No one had a bigger play than the catch Jakob Hamilton made in the fourth quarter to extend the winning drive.
“I just tried to do my job,” said Hamilton. “I knew the game was at stake, it looked like the line gave Jensen time, and I put my foot in the ground to get as high as I could to catch it. I was confident that I would.”
Duncan Cooper usually makes his contribution on defense, one of the hardest hitters on the Covington defense. But on this night it was his impact on offense in the second half that made the biggest difference.
“I’ve played O-line this year, I’ve played running back, and almost every position on defense,” said Cooper. “So when Coach told me I’d probably have to play some quarterback that’s what I had to do. I wasn’t going to say ‘no’, or complain. I did what I could, and honestly I don’t know what happened. I think we just caught the momentum, it started to snowball, and we kept rolling.”
Senior running back Deacon Shields went from goat to glory in that ten-minute period following his fumble on the goal line in the third quarter.
“I just have to thank my teammates,” he said quietly. “They supported me after the fumble.”
And then…he came back to make two huge plays that contributed greatly to the win and their faith in him.

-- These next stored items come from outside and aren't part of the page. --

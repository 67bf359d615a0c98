use super::*;

impl LifecycleService {
    /// Records the processor outcome of a pending transaction.
    ///
    /// A success recomputes the invoice status in the same batch; a failure
    /// leaves the due balance untouched and keeps the reason in `notes`.
    pub async fn settle_payment(
        &self,
        subject: &Subject,
        key: &RecordKey,
        outcome: PaymentOutcome,
    ) -> AppResult<Record> {
        let transaction = self
            .load_for_update(subject, EntityType::PaymentTransaction, key)
            .await?;
        let current = status_of::<PaymentTransactionStatus>(&transaction)?;
        let amount = required_amount(&transaction, "amount")?;
        let invoice = self
            .load_reference(&transaction, "invoiceId", EntityType::Invoice)
            .await?;
        let ledger = self.ledger(invoice).await?;
        let invoice_status = status_of::<InvoiceStatus>(&ledger.invoice)?;

        let next = settle_payment(
            current,
            &outcome,
            amount,
            &InvoiceBalance {
                status: invoice_status,
                total: ledger.total,
                settled: ledger.settled,
            },
        )?;

        let mut data = with_status(&transaction, next.as_str());
        if let PaymentOutcome::Failed { reason } = &outcome {
            data.insert("notes".to_owned(), Value::String(reason.clone()));
        }

        let mut batch = WriteBatch::new();
        batch.push(RecordWrite::replace(&transaction, data));
        batch.extend(
            ledger
                .transactions
                .iter()
                .filter(|other| other.key() != transaction.key())
                .map(RecordWrite::expect),
        );

        let settled = match next {
            PaymentTransactionStatus::Success => ledger.settled + amount,
            _ => ledger.settled,
        };
        let invoice_next = reconcile_invoice(invoice_status, ledger.total, settled);
        if invoice_next == invoice_status {
            batch.push(RecordWrite::expect(&ledger.invoice));
        } else {
            batch.push(RecordWrite::replace(
                &ledger.invoice,
                with_status(&ledger.invoice, invoice_next.as_str()),
            ));
        }

        self.commit_first(batch).await
    }

    /// Creates a new pending transaction retrying a failed one.
    ///
    /// The retry is keyed `<failed id>-retry`, so retrying the same failure
    /// twice fails with `AlreadyExists`. Retries stop once the invoice has
    /// accumulated the configured number of failed transactions.
    pub async fn retry_payment(&self, subject: &Subject, key: &RecordKey) -> AppResult<Record> {
        self.retry_payment_at(subject, key, Utc::now()).await
    }

    /// Same as [`LifecycleService::retry_payment`] with an explicit clock.
    pub async fn retry_payment_at(
        &self,
        subject: &Subject,
        key: &RecordKey,
        now: DateTime<Utc>,
    ) -> AppResult<Record> {
        let failed = self
            .load_for_update(subject, EntityType::PaymentTransaction, key)
            .await?;
        let current = status_of::<PaymentTransactionStatus>(&failed)?;
        let invoice = self
            .load_reference(&failed, "invoiceId", EntityType::Invoice)
            .await?;
        let ledger = self.ledger(invoice).await?;

        let failed_attempts = ledger
            .transactions
            .iter()
            .map(status_of::<PaymentTransactionStatus>)
            .collect::<AppResult<Vec<_>>>()?
            .into_iter()
            .filter(|status| *status == PaymentTransactionStatus::Failed)
            .count();
        let failed_attempts = u32::try_from(failed_attempts).unwrap_or(u32::MAX);

        let status = retry_payment(current, failed_attempts, self.config.payment_max_attempts)?;
        if matches!(
            status_of::<InvoiceStatus>(&ledger.invoice)?,
            InvoiceStatus::Paid | InvoiceStatus::Cancelled
        ) {
            return Err(AppError::PreconditionFailed(format!(
                "invoice '{}' no longer accepts payments",
                ledger.invoice.key()
            )));
        }

        let retry_id = format!("{}-retry", required_text(&failed, "id")?);
        let mut data = with_status(&failed, status.as_str());
        data.insert("id".to_owned(), Value::String(retry_id.clone()));
        data.insert("transactionDate".to_owned(), timestamp(now));
        data.remove("transactionID");
        data.remove("notes");

        let mut batch = WriteBatch::new();
        batch.push(RecordWrite::Insert {
            entity_type: EntityType::PaymentTransaction,
            key: RecordKey::single(retry_id),
            data,
        });
        batch.push(RecordWrite::expect(&failed));
        batch.push(RecordWrite::expect(&ledger.invoice));
        self.commit_first(batch).await
    }
}
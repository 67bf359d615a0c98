//! Application services and ports.

#![forbid(unsafe_code)]

mod authorization_service;
mod integration_ports;
mod integration_service;
mod lifecycle_service;
mod record_ports;
mod record_service;
mod storage_access_service;

#[cfg(test)]
mod test_support;

pub use authorization_service::AuthorizationService;
pub use integration_ports::{EmailService, IdentityProvider, SearchIndex, StreamTokenIssuer};
pub use integration_service::{
    IntegrationService, MutationReceipt, PostConfirmationInput, SupportContactInput,
};
pub use lifecycle_service::{LifecycleConfig, LifecycleService};
pub use record_ports::{RecordListQuery, RecordStore, RecordWrite, WriteBatch};
pub use record_service::RecordService;
pub use storage_access_service::{StorageAccessService, StorageGrant};
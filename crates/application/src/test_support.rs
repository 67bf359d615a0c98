use std::collections::BTreeMap;

use async_trait::async_trait;
use enermina_core::{AppError, AppResult, UserIdentity};
use enermina_domain::{EntityType, Record, RecordKey, SchemaCatalog, Subject, UserRole};
use serde_json::{Map, Value};
use tokio::sync::Mutex;

use crate::{RecordListQuery, RecordStore, RecordWrite, WriteBatch};

type Records = BTreeMap<(EntityType, RecordKey), Record>;

/// Record store applying batches to a copy and swapping it in on success.
#[derive(Default)]
pub(crate) struct FakeRecordStore {
    records: Mutex<Records>,
    commits: Mutex<usize>,
}

impl FakeRecordStore {
    /// Stores a record directly, keyed through the standard catalog.
    pub(crate) async fn seed(&self, entity_type: EntityType, data: Value) -> Record {
        let data = object(data);
        let key = SchemaCatalog::standard()
            .schema(entity_type)
            .and_then(|schema| schema.key_of(&data))
            .unwrap_or_else(|_| unreachable!());
        let record = Record::new(entity_type, key.clone(), data, 1);
        self.records
            .lock()
            .await
            .insert((entity_type, key), record.clone());
        record
    }

    pub(crate) async fn stored(&self, entity_type: EntityType, key: &str) -> Option<Record> {
        let key = key.parse::<RecordKey>().ok()?;
        self.records.lock().await.get(&(entity_type, key)).cloned()
    }

    pub(crate) async fn commit_count(&self) -> usize {
        *self.commits.lock().await
    }
}

#[async_trait]
impl RecordStore for FakeRecordStore {
    async fn find(&self, entity_type: EntityType, key: &RecordKey) -> AppResult<Option<Record>> {
        Ok(self
            .records
            .lock()
            .await
            .get(&(entity_type, key.clone()))
            .cloned())
    }

    async fn find_by_field(
        &self,
        entity_type: EntityType,
        field: &str,
        value: &str,
    ) -> AppResult<Vec<Record>> {
        Ok(self
            .records
            .lock()
            .await
            .values()
            .filter(|record| record.entity_type() == entity_type)
            .filter(|record| {
                record
                    .data()
                    .get(field)
                    .and_then(enermina_domain::record::index_value)
                    .is_some_and(|stored| stored == value)
            })
            .cloned()
            .collect())
    }

    async fn list(
        &self,
        entity_type: EntityType,
        query: RecordListQuery,
    ) -> AppResult<Vec<Record>> {
        Ok(self
            .records
            .lock()
            .await
            .values()
            .filter(|record| record.entity_type() == entity_type)
            .skip(query.offset)
            .take(query.limit)
            .cloned()
            .collect())
    }

    async fn commit(&self, batch: WriteBatch) -> AppResult<Vec<Record>> {
        let mut records = self.records.lock().await;
        let mut staged = (*records).clone();
        let mut written = Vec::new();

        for write in batch.into_writes() {
            if let Some(record) = apply(&mut staged, write)? {
                written.push(record);
            }
        }

        *records = staged;
        *self.commits.lock().await += 1;
        Ok(written)
    }
}

fn apply(records: &mut Records, write: RecordWrite) -> AppResult<Option<Record>> {
    let slot = (write.entity_type(), write.key().clone());
    match write {
        RecordWrite::Insert {
            entity_type,
            key,
            data,
        } => {
            if records.contains_key(&slot) {
                return Err(AppError::AlreadyExists(format!(
                    "{} '{key}'",
                    entity_type.as_str()
                )));
            }
            let record = Record::new(entity_type, key, data, 1);
            records.insert(slot, record.clone());
            Ok(Some(record))
        }
        RecordWrite::Replace {
            data,
            expected_version,
            ..
        } => {
            let current = current(records, &slot, expected_version)?;
            let record = current.with_data(data, current.version() + 1);
            records.insert(slot, record.clone());
            Ok(Some(record))
        }
        RecordWrite::Delete {
            expected_version, ..
        } => {
            current(records, &slot, expected_version)?;
            records.remove(&slot);
            Ok(None)
        }
        RecordWrite::AdjustCounter {
            field,
            delta,
            floor,
            ceiling_field,
            ..
        } => {
            let current = records
                .get(&slot)
                .cloned()
                .ok_or_else(|| AppError::NotFound(format!("record '{}'", slot.1)))?;
            let next = current.integer(field).unwrap_or(0) + delta;
            let ceiling = ceiling_field.and_then(|ceiling| current.integer(ceiling));
            if floor.is_some_and(|floor| next < floor) || ceiling.is_some_and(|ceiling| next > ceiling)
            {
                return Err(AppError::PreconditionFailed(format!(
                    "counter '{field}' out of bounds"
                )));
            }
            let mut data = current.data().clone();
            data.insert(field.to_owned(), Value::from(next));
            let record = current.with_data(data, current.version() + 1);
            records.insert(slot, record.clone());
            Ok(Some(record))
        }
        RecordWrite::Expect { version, .. } => {
            exists(records, &slot)?;
            current(records, &slot, version)?;
            Ok(None)
        }
        RecordWrite::Exists { .. } => {
            exists(records, &slot)?;
            Ok(None)
        }
    }
}

fn exists(records: &Records, slot: &(EntityType, RecordKey)) -> AppResult<()> {
    if records.contains_key(slot) {
        Ok(())
    } else {
        Err(AppError::PreconditionFailed(format!(
            "record '{}' no longer exists",
            slot.1
        )))
    }
}

fn current(records: &Records, slot: &(EntityType, RecordKey), version: u64) -> AppResult<Record> {
    match records.get(slot) {
        Some(record) if record.version() == version => Ok(record.clone()),
        Some(_) => Err(AppError::PreconditionFailed(format!(
            "record '{}' changed since it was read",
            slot.1
        ))),
        None => Err(AppError::NotFound(format!("record '{}'", slot.1))),
    }
}

pub(crate) fn object(value: Value) -> Map<String, Value> {
    value.as_object().cloned().unwrap_or_default()
}

pub(crate) fn member(id: &str, groups: &[UserRole]) -> Subject {
    Subject::authenticated(UserIdentity::new(id, None), groups.iter().copied())
}
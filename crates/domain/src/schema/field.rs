use chrono::{DateTime, NaiveDate};
use enermina_core::{AppError, AppResult};
use serde_json::{Map, Value};

/// Value shape of a field.
#[derive(Debug, Clone, PartialEq)]
pub enum FieldKind {
    /// Non-empty identifier string.
    Id,
    /// UTF-8 string.
    Text,
    /// Whole number.
    Integer,
    /// Any JSON number, handled as a decimal amount where money is involved.
    Float,
    /// Boolean.
    Boolean,
    /// `YYYY-MM-DD` date string.
    Date,
    /// RFC 3339 date-time string.
    DateTime,
    /// Arbitrary JSON.
    Json,
    /// Array of strings.
    TextList,
    /// Array of arbitrary JSON values.
    JsonList,
    /// String restricted to a registry tag set.
    Tag(&'static [&'static str]),
    /// Nested object with its own field list.
    Object(Vec<FieldSpec>),
}

impl FieldKind {
    fn label(&self) -> &'static str {
        match self {
            Self::Id => "id",
            Self::Text => "text",
            Self::Integer => "integer",
            Self::Float => "float",
            Self::Boolean => "boolean",
            Self::Date => "date",
            Self::DateTime => "datetime",
            Self::Json => "json",
            Self::TextList => "text list",
            Self::JsonList => "json list",
            Self::Tag(_) => "tag",
            Self::Object(_) => "object",
        }
    }
}

/// Declared field of an entity or nested object.
#[derive(Debug, Clone, PartialEq)]
pub struct FieldSpec {
    name: &'static str,
    kind: FieldKind,
    required: bool,
    default: Option<Value>,
    immutable: bool,
    managed: bool,
}

impl FieldSpec {
    /// Creates an optional field of the given kind.
    #[must_use]
    pub fn new(name: &'static str, kind: FieldKind) -> Self {
        Self {
            name,
            kind,
            required: false,
            default: None,
            immutable: false,
            managed: false,
        }
    }

    /// Identifier field.
    #[must_use]
    pub fn id(name: &'static str) -> Self {
        Self::new(name, FieldKind::Id)
    }

    /// Text field.
    #[must_use]
    pub fn text(name: &'static str) -> Self {
        Self::new(name, FieldKind::Text)
    }

    /// Integer field.
    #[must_use]
    pub fn integer(name: &'static str) -> Self {
        Self::new(name, FieldKind::Integer)
    }

    /// Numeric field.
    #[must_use]
    pub fn float(name: &'static str) -> Self {
        Self::new(name, FieldKind::Float)
    }

    /// Boolean field.
    #[must_use]
    pub fn boolean(name: &'static str) -> Self {
        Self::new(name, FieldKind::Boolean)
    }

    /// Date field.
    #[must_use]
    pub fn date(name: &'static str) -> Self {
        Self::new(name, FieldKind::Date)
    }

    /// Date-time field.
    #[must_use]
    pub fn datetime(name: &'static str) -> Self {
        Self::new(name, FieldKind::DateTime)
    }

    /// Free-form JSON field.
    #[must_use]
    pub fn json(name: &'static str) -> Self {
        Self::new(name, FieldKind::Json)
    }

    /// String array field.
    #[must_use]
    pub fn text_list(name: &'static str) -> Self {
        Self::new(name, FieldKind::TextList)
    }

    /// JSON array field.
    #[must_use]
    pub fn json_list(name: &'static str) -> Self {
        Self::new(name, FieldKind::JsonList)
    }

    /// Registry tag field.
    #[must_use]
    pub fn tag(name: &'static str, tags: &'static [&'static str]) -> Self {
        Self::new(name, FieldKind::Tag(tags))
    }

    /// Nested object field.
    #[must_use]
    pub fn object(name: &'static str, fields: Vec<FieldSpec>) -> Self {
        Self::new(name, FieldKind::Object(fields))
    }

    /// Marks the field as required.
    #[must_use]
    pub fn required(mut self) -> Self {
        self.required = true;
        self
    }

    /// Sets the value applied on create when the field is absent.
    #[must_use]
    pub fn default_value(mut self, value: Value) -> Self {
        self.default = Some(value);
        self
    }

    /// Forbids changes after creation.
    #[must_use]
    pub fn immutable(mut self) -> Self {
        self.immutable = true;
        self
    }

    /// Reserves the field for lifecycle transitions and counter adjustments.
    ///
    /// Generic updates cannot change a managed field, and a create may only
    /// supply its declared default.
    #[must_use]
    pub fn managed(mut self) -> Self {
        self.managed = true;
        self
    }

    /// Returns the field name.
    #[must_use]
    pub fn name(&self) -> &'static str {
        self.name
    }

    /// Returns the value shape.
    #[must_use]
    pub fn kind(&self) -> &FieldKind {
        &self.kind
    }

    /// Returns true when the field must be present and non-null.
    #[must_use]
    pub fn is_required(&self) -> bool {
        self.required
    }

    /// Returns the create default, if any.
    #[must_use]
    pub fn default(&self) -> Option<&Value> {
        self.default.as_ref()
    }

    /// Returns true when the field cannot change after creation.
    #[must_use]
    pub fn is_immutable(&self) -> bool {
        self.immutable
    }

    /// Returns true when only lifecycle operations may change the field.
    #[must_use]
    pub fn is_managed(&self) -> bool {
        self.managed
    }

    /// Checks a present value against the field's shape.
    pub fn validate_value(&self, value: &Value) -> AppResult<()> {
        if value.is_null() {
            if self.required {
                return Err(AppError::Validation(format!(
                    "field '{}' is required",
                    self.name
                )));
            }
            return Ok(());
        }

        let is_valid = match &self.kind {
            FieldKind::Id => value.as_str().is_some_and(|text| !text.trim().is_empty()),
            FieldKind::Text => value.is_string(),
            FieldKind::Integer => value.is_i64() || value.is_u64(),
            FieldKind::Float => value.is_number(),
            FieldKind::Boolean => value.is_boolean(),
            FieldKind::Date => value
                .as_str()
                .is_some_and(|text| NaiveDate::parse_from_str(text, "%Y-%m-%d").is_ok()),
            FieldKind::DateTime => value
                .as_str()
                .is_some_and(|text| DateTime::parse_from_rfc3339(text).is_ok()),
            FieldKind::Json => true,
            FieldKind::TextList => value
                .as_array()
                .is_some_and(|items| items.iter().all(Value::is_string)),
            FieldKind::JsonList => value.is_array(),
            FieldKind::Tag(tags) => {
                let Some(text) = value.as_str() else {
                    return Err(AppError::Validation(format!(
                        "field '{}' must be one of {}",
                        self.name,
                        tags.join(", ")
                    )));
                };
                if !tags.contains(&text) {
                    return Err(AppError::Validation(format!(
                        "unknown value '{text}' for field '{}'; expected one of {}",
                        self.name,
                        tags.join(", ")
                    )));
                }
                true
            }
            FieldKind::Object(fields) => {
                let Some(object) = value.as_object() else {
                    return Err(AppError::Validation(format!(
                        "field '{}' must be an object",
                        self.name
                    )));
                };
                validate_object(fields, object)
                    .map_err(|error| nest_error(self.name, error))?;
                true
            }
        };

        if !is_valid {
            return Err(AppError::Validation(format!(
                "field '{}' does not match type '{}'",
                self.name,
                self.kind.label()
            )));
        }

        Ok(())
    }
}

/// Validates a complete object against a field list.
///
/// Unknown keys are rejected and every required field must be present.
pub fn validate_object(fields: &[FieldSpec], object: &Map<String, Value>) -> AppResult<()> {
    if let Some(unknown) = object
        .keys()
        .find(|key| !fields.iter().any(|field| field.name() == key.as_str()))
    {
        return Err(AppError::Validation(format!("unknown field '{unknown}'")));
    }

    for field in fields {
        match object.get(field.name()) {
            Some(value) => field.validate_value(value)?,
            None if field.is_required() => {
                return Err(AppError::Validation(format!(
                    "field '{}' is required",
                    field.name()
                )));
            }
            None => {}
        }
    }

    Ok(())
}

fn nest_error(parent: &str, error: AppError) -> AppError {
    match error {
        AppError::Validation(message) => AppError::Validation(format!("{parent}: {message}")),
        other => other,
    }
}

#[cfg(test)]
mod tests {
    use serde_json::json;

    use super::{FieldSpec, validate_object};
    use crate::InvoiceStatus;

    #[test]
    fn tag_fields_reject_unknown_values() {
        let field = FieldSpec::tag("status", InvoiceStatus::TAGS);
        assert!(field.validate_value(&json!("PAID")).is_ok());
        assert!(field.validate_value(&json!("SETTLED")).is_err());
        assert!(field.validate_value(&json!(3)).is_err());
    }

    #[test]
    fn dates_and_datetimes_are_parsed() {
        assert!(FieldSpec::date("date").validate_value(&json!("2025-02-30")).is_err());
        assert!(FieldSpec::date("date").validate_value(&json!("2025-02-28")).is_ok());
        assert!(
            FieldSpec::datetime("at")
                .validate_value(&json!("2025-02-28T10:00:00Z"))
                .is_ok()
        );
        assert!(FieldSpec::datetime("at").validate_value(&json!("yesterday")).is_err());
    }

    #[test]
    fn nested_objects_validate_their_own_fields() {
        let field = FieldSpec::object(
            "timeRange",
            vec![
                FieldSpec::text("openingTime").required(),
                FieldSpec::text("closingTime").required(),
            ],
        );

        assert!(
            field
                .validate_value(&json!({ "openingTime": "08:00", "closingTime": "17:00" }))
                .is_ok()
        );
        assert!(field.validate_value(&json!({ "openingTime": "08:00" })).is_err());
        assert!(
            field
                .validate_value(&json!({ "openingTime": "08:00", "closingTime": "17:00", "x": 1 }))
                .is_err()
        );
    }

    #[test]
    fn required_null_is_rejected() {
        let fields = vec![FieldSpec::text("title").required()];
        let object = json!({ "title": null });
        let object = object.as_object().cloned().unwrap_or_default();
        assert!(validate_object(&fields, &object).is_err());
    }
}
use std::sync::Arc;

use enermina_application::{
    IntegrationService, LifecycleService, RecordService, StorageAccessService,
};

/// Shared application state.
#[derive(Clone)]
pub struct AppState {
    pub record_service: RecordService,
    pub lifecycle_service: LifecycleService,
    pub integration_service: IntegrationService,
    pub storage_access_service: StorageAccessService,
    pub gateway_shared_secret: Arc<str>,
}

“It was exciting to see my teammates play. Jake Hamilton pancaked one of their players during the touchdown run, and that made me smile. And our coaching staff – Coach Tobias – did a lot to help us prepare for their passing game, and we were aware that they had been throwing the ball the way they did tonight. We had some bad plays, but we came back from that, and our DBs did a great job at the end.”
Covington finished the night with 315 yards of offense of its own, thanks to 201 yards on the ground from Alexander, Cooper, and Shields. And Jensen Wagoner added 112 yards through the air.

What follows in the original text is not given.